Earlier this year, Apple sued Qualcomm for $1 billion alleging that Qualcomm has "been charging royalties for technologies they have nothing to do with." Qualcomm was firm in dismissing this action as "baseless" and fired back saying "Apple has intentionally mischaracterized our agreements and negotiations, as well as the enormity and value of the technology we have invented, contributed and shared with all mobile device makers through our licensing program,"
The quarrel between the two manufacturing giants took a nasty turn this week when Qualcomm petitioned the U.S. International Trade Commission (ITC) to ban all iPhone sales in the United States, saying the phones "infringe one or more claims of six Qualcomm patents covering key technologies that enable important features and functions," and constitute what was essentially an "unlawful and unfair use of Qualcomm's technology."
While this very public rivalry will certainly take awhile to settle, it can serve as a lesson -- or simply a reminder -- for entrepreneurs.
Patents and proprietary protection are important.
Obtaining a patent for your product is important, especially if it is truly meaningful and unique.
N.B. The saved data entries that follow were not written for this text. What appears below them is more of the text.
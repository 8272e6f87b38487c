use mpd_client::Client;
use mpd_client::client::ConnectionEvents;
use tokio::net::TcpStream;

#[cfg(unix)]
use tokio::net::UnixStream;

use super::DaemonError;

/// Connect to MPD via Unix socket or TCP based on address format
pub async fn connect_to_mpd(address: &str) -> Result<(Client, ConnectionEvents), DaemonError> {
    let failed = |reason: String| DaemonError::Connection {
        address: address.to_string(),
        reason,
    };

    if address.contains('/') {
        #[cfg(unix)]
        {
            let connection = UnixStream::connect(address)
                .await
                .map_err(|e| failed(e.to_string()))?;
            Client::connect(connection)
                .await
                .map_err(|e| failed(e.to_string()))
        }
        #[cfg(not(unix))]
        {
            Err(failed(
                "Unix sockets are not supported on this platform".to_string(),
            ))
        }
    } else {
        let connection = TcpStream::connect(address)
            .await
            .map_err(|e| failed(e.to_string()))?;
        Client::connect(connection)
            .await
            .map_err(|e| failed(e.to_string()))
    }
}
More important, we want a way to protect work that we have poured hours and countless resources into developing. The U.S. has wonderful intellectual property protections -- especially compared to some parts of the world -- and these protections do a great job encouraging innovation, creativity and risk-taking in general.
The process of effectively obtaining a patent can be expensive. You can go about it yourself, but unless you are experienced in the process and the requirements, there is a good chance you won't achieve the proper protection. For this reason, it is a good idea to use legal advice.
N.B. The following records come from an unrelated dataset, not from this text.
use mpd_client::responses::{PlayState, Song, Status};

/// Playback state as reported by the daemon.
///
/// mpd only reports `play`, `pause` and `stop`, and `PlayState` has no
/// variant beyond those, so there is no catch-all here.
#[derive(Debug, Clone, Copy, PartialEq, Eq)]
pub enum PlaybackState {
    Playing,
    Paused,
    Stopped,
}

impl PlaybackState {
    /// The daemon's own word for the state, shown when not playing.
    pub fn label(self) -> &'static str {
        match self {
            PlaybackState::Playing => "play",
            PlaybackState::Paused => "pause",
            PlaybackState::Stopped => "stop",
        }
    }
}

impl From<PlayState> for PlaybackState {
    fn from(state: PlayState) -> Self {
        match state {
            PlayState::Playing => PlaybackState::Playing,
            PlayState::Paused => PlaybackState::Paused,
            PlayState::Stopped => PlaybackState::Stopped,
        }
    }
}

/// Snapshot of what the daemon is doing, rebuilt on every event.
#[derive(Debug, Clone, PartialEq, Eq)]
pub struct PlayerState {
    pub playback: PlaybackState,
    /// First artist tag, empty if absent
    pub artist: String,
    /// Title tag, empty if absent
    pub title: String,
}

impl PlayerState {
    pub fn new(playback: PlaybackState, artist: &str, title: &str) -> Self {
        Self {
            playback,
            artist: artist.to_string(),
            title: title.to_string(),
        }
    }

    pub fn from_mpd(status: &Status, song: Option<&Song>) -> Self {
        let artist = song
            .and_then(|song| song.artists().first())
            .cloned()
            .unwrap_or_default();
        let title = song
            .and_then(|song| song.title())
            .map(str::to_string)
            .unwrap_or_default();

        Self::new(status.state.into(), &artist, &title)
    }
}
More important, defending your patent is also a very expensive and time-consuming process. Companies like Qualcomm and Apple clearly have the resources for this, but most entrepreneurs do not.
Do not be intimidated.
Watching Apple and Qualcomm spend an enormous amount of resources on this could give pause to some entrepreneurs who see the entire process as too resource-intensive to even endeavor. Because of this process, entrepreneurs too often end up sitting on an idea until it becomes obsolete, introduced by someone else, or simply forgotten.
Consider your two options.
In the end, entrepreneurs have two options: 1) do nothing or 2) do something. If you fall into the camp for the latter, then there are many ways to further your idea while working around the patenting process.
For starters, you need to understand that patenting should not be your first action. Ask any experienced entrepreneur about product development and most will agree that your first iteration of any new idea rarely is the version introduced to the market.
Inevitably -- and properly -- entrepreneurs use continuous improvement through rapid testing to get feedback to refine and adjust an idea. In some cases, it results in a complete pivot altogether.
Also, while it may seem counterintuitive to share your idea before it is protected, with the incredibly rapid pace of business these days, collaborating with others can provide valuable and timely feedback and access to a network of individuals who can help.
Of course, if you feel confident that your idea is patent-worth and patent-ready, then you should consult a professional. In my experience, however, the best way to protect your idea is to get it to market as quickly as possible.